南の空は、山々との隙間に朝焼けがあり、その上は今にも落ちてきそうな鉛色。今日は快晴の予報であったが、何時もながら天気予報の的中率は、まるでお話にならない。それでも川上村にはいるころから、辺りに明るさが戻ったのは、幸先の良い事であった。
柏木から、大普賢岳への尾根ルートを見送りながら吉野川を渡り、道なりに林道を走ると林業作業の真っ最中。駐車地は如何であろうかと思いきや、広い貯木場はひっそりして、路肩には一台の車があった。
既に用意も調いつつあり、どうやら直ぐにも歩き出しそうなカップルである。谷間の事ではあり風も無く、薄日も差すので温かい。先の二人を見送って後10分程で跡を追うことになった。伏流水の川に沿った荒れた林道を進むと、途中に更にもう一台。

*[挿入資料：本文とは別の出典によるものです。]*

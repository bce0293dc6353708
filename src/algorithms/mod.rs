/// 指纹定位算法模块
///
/// 离线：原始读数 → 离群过滤 → 指纹数据库
/// 在线：实时读数 → 离群过滤 → 实时指纹 → 匹配 → 位置估计 → 误差评估

pub mod transmitter;
pub mod outlier;
pub mod fingerprint;
pub mod database;
pub mod matcher;
pub mod estimator;
pub mod evaluation;
pub mod results;

pub use transmitter::*;
pub use outlier::*;
pub use fingerprint::*;
pub use database::*;
pub use matcher::*;
pub use estimator::*;
pub use evaluation::*;
pub use results::*;
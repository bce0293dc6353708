/// 数据文件读写测试
///
/// 原始数据集追加写入 → 建库 → 参考地图文件 → 重新读取

use fpnav::algorithms::*;
use fpnav::dataset;
use fpnav::FingerprintError;
use tempfile::tempdir;

fn set() -> TransmitterSet {
    TransmitterSet::parse(&["E5:53:39:5F:31:1A", "F8:9D:4B:5D:44:F4", "FD:AF:34:29:05:FE"])
        .unwrap()
}

fn session(time: &str, x: i32, y: i32, readings: [Option<Rssi>; 3]) -> RawRecord {
    RawRecord::new(time, GridCoord::new(x, y), "N", readings.to_vec())
}

#[test]
fn test_append_writes_header_once() {
    let dir = tempdir().unwrap();
    let path = dir.path().join("raw.csv");
    let set = set();

    dataset::append_raw_records(
        &path,
        &set,
        &[session("2024-05-01 10:00:00", 0, 0, [Some(-60), None, Some(-80)])],
    )
    .unwrap();
    dataset::append_raw_records(
        &path,
        &set,
        &[
            session("2024-05-01 10:05:00", 5, 0, [Some(-66), Some(-71), None]),
            session("2024-05-01 10:05:01", 5, 0, [Some(-64), Some(-73), None]),
        ],
    )
    .unwrap();

    let contents = std::fs::read_to_string(&path).unwrap();
    let lines: Vec<&str> = contents.lines().collect();
    assert_eq!(lines.len(), 4);
    assert_eq!(
        lines[0],
        "time,x,y,direction,E5:53:39:5F:31:1A,F8:9D:4B:5D:44:F4,FD:AF:34:29:05:FE"
    );
    assert_eq!(lines[1], "2024-05-01 10:00:00,0,0,N,-60,,-80");
    assert_eq!(contents.matches("time,x,y").count(), 1);

    let (read_set, records) = dataset::read_raw_dataset(&path).unwrap();
    assert_eq!(read_set, set);
    assert_eq!(records.len(), 3);
    assert_eq!(records[2].readings, vec![Some(-64), Some(-73), None]);
}

#[test]
fn test_reference_map_file_roundtrip() {
    let dir = tempdir().unwrap();
    let raw_path = dir.path().join("raw.csv");
    let map_path = dir.path().join("avg.csv");
    let set = set();

    let records = vec![
        session("t", 5, 5, [Some(-70), Some(-72), None]),
        session("t", 0, 5, [Some(-61), None, Some(-90)]),
        session("t", 5, 0, [Some(-66), Some(-71), None]),
        session("t", 5, 0, [Some(-64), Some(-73), None]),
    ];
    dataset::append_raw_records(&raw_path, &set, &records).unwrap();

    let (read_set, read_records) = dataset::read_raw_dataset(&raw_path).unwrap();
    let map = DatabaseBuilder::build(&read_set, &read_records).unwrap();
    dataset::write_reference_map_file(&map_path, &map).unwrap();

    let contents = std::fs::read_to_string(&map_path).unwrap();
    let lines: Vec<&str> = contents.lines().collect();
    assert_eq!(
        lines[0],
        "No,x,y,E5:53:39:5F:31:1A,F8:9D:4B:5D:44:F4,FD:AF:34:29:05:FE"
    );
    assert_eq!(lines[1], "1,5,0,-65,-72,");
    assert_eq!(lines[2], "2,0,5,-61,,-90");
    assert_eq!(lines[3], "3,5,5,-70,-72,");

    let reloaded = dataset::read_reference_map_file(&map_path).unwrap();
    assert_eq!(reloaded, map);
}

#[test]
fn test_missing_file_propagates_io_error() {
    let dir = tempdir().unwrap();
    let missing = dir.path().join("nope.csv");
    assert!(matches!(
        dataset::read_reference_map_file(&missing),
        Err(FingerprintError::Io(_))
    ));
}

#[test]
fn test_reference_map_rejects_duplicate_rows() {
    let csv = "\
No,x,y,E5:53:39:5F:31:1A
1,0,0,-60
2,0,0,-61
";
    assert!(matches!(
        dataset::read_reference_map(csv.as_bytes()),
        Err(FingerprintError::DuplicateCoordinate { x: 0, y: 0 })
    ));
}

#[test]
fn test_raw_dataset_rejects_float_coordinate() {
    let csv = "\
time,x,y,direction,E5:53:39:5F:31:1A
2024-05-01 10:00:00,0,2.5,N,-60
";
    assert!(matches!(
        dataset::read_raw_records(csv.as_bytes()),
        Err(FingerprintError::InvalidCoordinate { field: "y", .. })
    ));
}

#[test]
fn test_append_rejects_reordered_transmitters() {
    let dir = tempdir().unwrap();
    let path = dir.path().join("raw.csv");
    let first = TransmitterSet::parse(&["E5:53:39:5F:31:1A", "F8:9D:4B:5D:44:F4"]).unwrap();
    let swapped = TransmitterSet::parse(&["F8:9D:4B:5D:44:F4", "E5:53:39:5F:31:1A"]).unwrap();

    let row = |readings: Vec<Option<Rssi>>| {
        RawRecord::new("2024-05-01 10:00:00", GridCoord::new(0, 0), "N", readings)
    };
    dataset::append_raw_records(&path, &first, &[row(vec![Some(-60), Some(-90)])]).unwrap();

    let result = dataset::append_raw_records(&path, &swapped, &[row(vec![Some(-90), Some(-60)])]);
    assert!(matches!(result, Err(FingerprintError::Schema(_))));

    // 文件保持不变
    let (read_set, records) = dataset::read_raw_dataset(&path).unwrap();
    assert_eq!(read_set, first);
    assert_eq!(records.len(), 1);
    assert_eq!(records[0].readings, vec![Some(-60), Some(-90)]);
}
/// 定位结果数据结构
///
/// 包含单次估计结果和 k 值扫描的误差序列

use crate::algorithms::estimator::Position;
use chrono::{DateTime, Local};
use serde::Serialize;
use std::fmt;

/// 估计方法
#[derive(Clone, Copy, Debug, PartialEq, Eq, Serialize)]
#[serde(rename_all = "lowercase")]
pub enum EstimateMethod {
    Knn,
    Wknn,
    Alternate,
}

impl fmt::Display for EstimateMethod {
    fn fmt(&self, f: &mut fmt::Formatter<'_>) -> fmt::Result {
        let name = match self {
            EstimateMethod::Knn => "KNN",
            EstimateMethod::Wknn => "WKNN",
            EstimateMethod::Alternate => "替代估计器",
        };
        write!(f, "{}", name)
    }
}

/// 真实位置，仅用于误差评估
#[derive(Clone, Copy, Debug, PartialEq, Serialize)]
pub struct GroundTruth {
    pub x: f64,
    pub y: f64,
}

impl GroundTruth {
    pub fn new(x: f64, y: f64) -> Self {
        GroundTruth { x, y }
    }
}

/// 单次定位结果
#[derive(Clone, Debug, Serialize)]
pub struct Estimate {
    pub position: Position,
    pub method: EstimateMethod,
    /// 参与估计的近邻数量（替代估计器为 0）
    pub neighbours: usize,
    /// 与真实位置的欧氏距离（提供了真实位置时）
    pub error: Option<f64>,
    pub timestamp: DateTime<Local>,
}

impl Estimate {
    pub fn new(position: Position, method: EstimateMethod, neighbours: usize) -> Self {
        Estimate {
            position,
            method,
            neighbours,
            error: None,
            timestamp: Local::now(),
        }
    }

    pub fn with_error(mut self, error: f64) -> Self {
        self.error = Some(error);
        self
    }

    /// 获取详细描述
    pub fn detailed_description(&self) -> String {
        let error = match self.error {
            Some(e) => format!("{:.3}", e),
            None => "-".to_string(),
        };
        format!(
            "{} 位置: ({}, {}), 近邻数: {}, 误差: {}",
            self.method, self.position.x, self.position.y, self.neighbours, error
        )
    }
}

impl fmt::Display for Estimate {
    fn fmt(&self, f: &mut fmt::Formatter<'_>) -> fmt::Result {
        write!(f, "{} ({}, {})", self.method, self.position.x, self.position.y)
    }
}

/// k 值扫描结果：两条按 k 对齐的误差序列，供外部绘图
#[derive(Clone, Debug, Default, PartialEq, Serialize)]
pub struct KSweep {
    pub ks: Vec<usize>,
    pub knn_errors: Vec<f64>,
    pub wknn_errors: Vec<f64>,
}

impl KSweep {
    pub fn new() -> Self {
        Self::default()
    }

    pub fn push(&mut self, k: usize, knn_error: f64, wknn_error: f64) {
        self.ks.push(k);
        self.knn_errors.push(knn_error);
        self.wknn_errors.push(wknn_error);
    }

    pub fn len(&self) -> usize {
        self.ks.len()
    }

    pub fn is_empty(&self) -> bool {
        self.ks.is_empty()
    }

    /// (k, KNN 误差) 序列
    pub fn knn_series(&self) -> Vec<(usize, f64)> {
        self.ks.iter().copied().zip(self.knn_errors.iter().copied()).collect()
    }

    /// (k, WKNN 误差) 序列
    pub fn wknn_series(&self) -> Vec<(usize, f64)> {
        self.ks.iter().copied().zip(self.wknn_errors.iter().copied()).collect()
    }

    /// KNN 误差最小的 k，并列时取较小的 k
    pub fn best_knn(&self) -> Option<(usize, f64)> {
        best_of(&self.ks, &self.knn_errors)
    }

    /// WKNN 误差最小的 k，并列时取较小的 k
    pub fn best_wknn(&self) -> Option<(usize, f64)> {
        best_of(&self.ks, &self.wknn_errors)
    }
}

fn best_of(ks: &[usize], errors: &[f64]) -> Option<(usize, f64)> {
    ks.iter()
        .copied()
        .zip(errors.iter().copied())
        .fold(None, |best, (k, e)| match best {
            Some((_, b)) if b <= e => best,
            _ => Some((k, e)),
        })
}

何がなし不人気の山域だとの思いがあったので、これだけでもちょっと驚きである。
林道終点から沢を渉り、暫く先で用水のささやかな堰堤を越えると、愈々本格的な登りとなる。数年前に崩壊した斜面にも雑草が繁茂し、すっかり安定した様子に変わっていた。この登りは、尾根に登り着くまで殆ど緩斜面らしいところがない。岩の間から沁み出す水で一年中潤う水場を過ぎると休むところがない。
根性無しであるから、ここは間違えず流れ落ちる岩清水に手を浸し、幾分生ぬるく感じられる湧き水を口中で確認して身体を休めた。随分明るくなったように思われる杉の林は、間伐などがあったようにも見えない。杉自身の成長の結果、林床に届く木漏れ日が増えたのか。最後の水場を過ぎるとあとはひたすら登るだけである。
色付いたクロモジや葉を落としたミカエリソウの中、見上げると先の2人に加え、その先に4人の姿もある。尾根までは未だ暫くの苦行が続く。このような徒労とも苦行とも形容できる行為に人を駆り立てる衝動とは何であろう。快適な文明の恩恵の中では味わえない何か。足掻きか逃避か。いずれであっても足に疲労が溜まり、心臓はバクバク。あ〜ここで休みたい。
思いとは裏腹に、追い越したくも無いのに先を譲られる。先の4人ばかりはそのままで、と思っているのに、声援を受けるが如くに道を譲られる。これでは休むに休めない。恨めしい。尾根に上ると風が冷たい。東に転じてその先の急斜面、崖を見上げると、ほとほと泣きたくなる。尾根から先は更に厳しい瘤が続き、両側は切れ落ちているので巻くことも出来ない。
トラロープの懸かる急な斜面をひとつ越えると更にもうひとつ瘤がある。さらにもうひとつ、岩場を巻いてもとの尾根に戻ると足が動かぬ。疲労しきった足には、カヤトの茂る、中でも緩い尾根すら堪えるのである。ようやく着いた小白髯岳ピーク。ここで引き返した事も一度だけある。南には、ノコギリ状の大普賢岳が、北には薊岳の背後に、北部台高の山並みが霞の中にある。
眺望については小白髯が一番である。ここで満足するのもあり得ることだ。だいたい、今西錦司が「登り応えのある山」などと評したところから苦行の行列が始まったのである。そしてその行跡を確かめに行くのである。とまあ、身体も休めたしこの先長いし腰を挙げよう。小白髯からは一旦下る。下ると先に瘤がある。瘤の両側は崖が続き、登山道は細いところで60cm程である。
やっと射程に入ったかと思いきや、目指す高みはその先である。再び、三度、いやいや幾度かは登って下るを繰り返すのである。ようやく白髯岳直下に至り、ここで温かい南側のカヤトの中にザックをデポ、空身になると風が更に冷たい。低いブナなどの間を攀じ、石楠花の間を抜けると白髯岳ピークである。ピークには今西錦司の碑があるの他、とくに言及するものがない。東側の窪地には一人と一匹が休息中であった。
デポ地まで戻り昼食。風の当たるところでは休息どころではない。4人が追いついてきて、3人がピークへ向かった。おばあちゃんは一人残り「3回目だからパス」だそうである。元気である。暖かな休息地を譲って下山に掛かった。下山といっても小白髯までは登って下ってを繰り返すのだから、高度を下げるわけではない。陽射の戻った岩尾根からの眺望はなかなかのものであった。
例のアベックは細い尾根の上で食事中であった。もっと暖かな場所を選んだら良さそうな、いらぬお世話か。どうやら瘤歩きも終わり、植林帯に入ってもやっぱり長く、いつもの事ながら足の休まるところが無かった。駐車地に戻ったときは15時、秋の陽は釣瓶落とし、ハイカーには辛い時期がきた。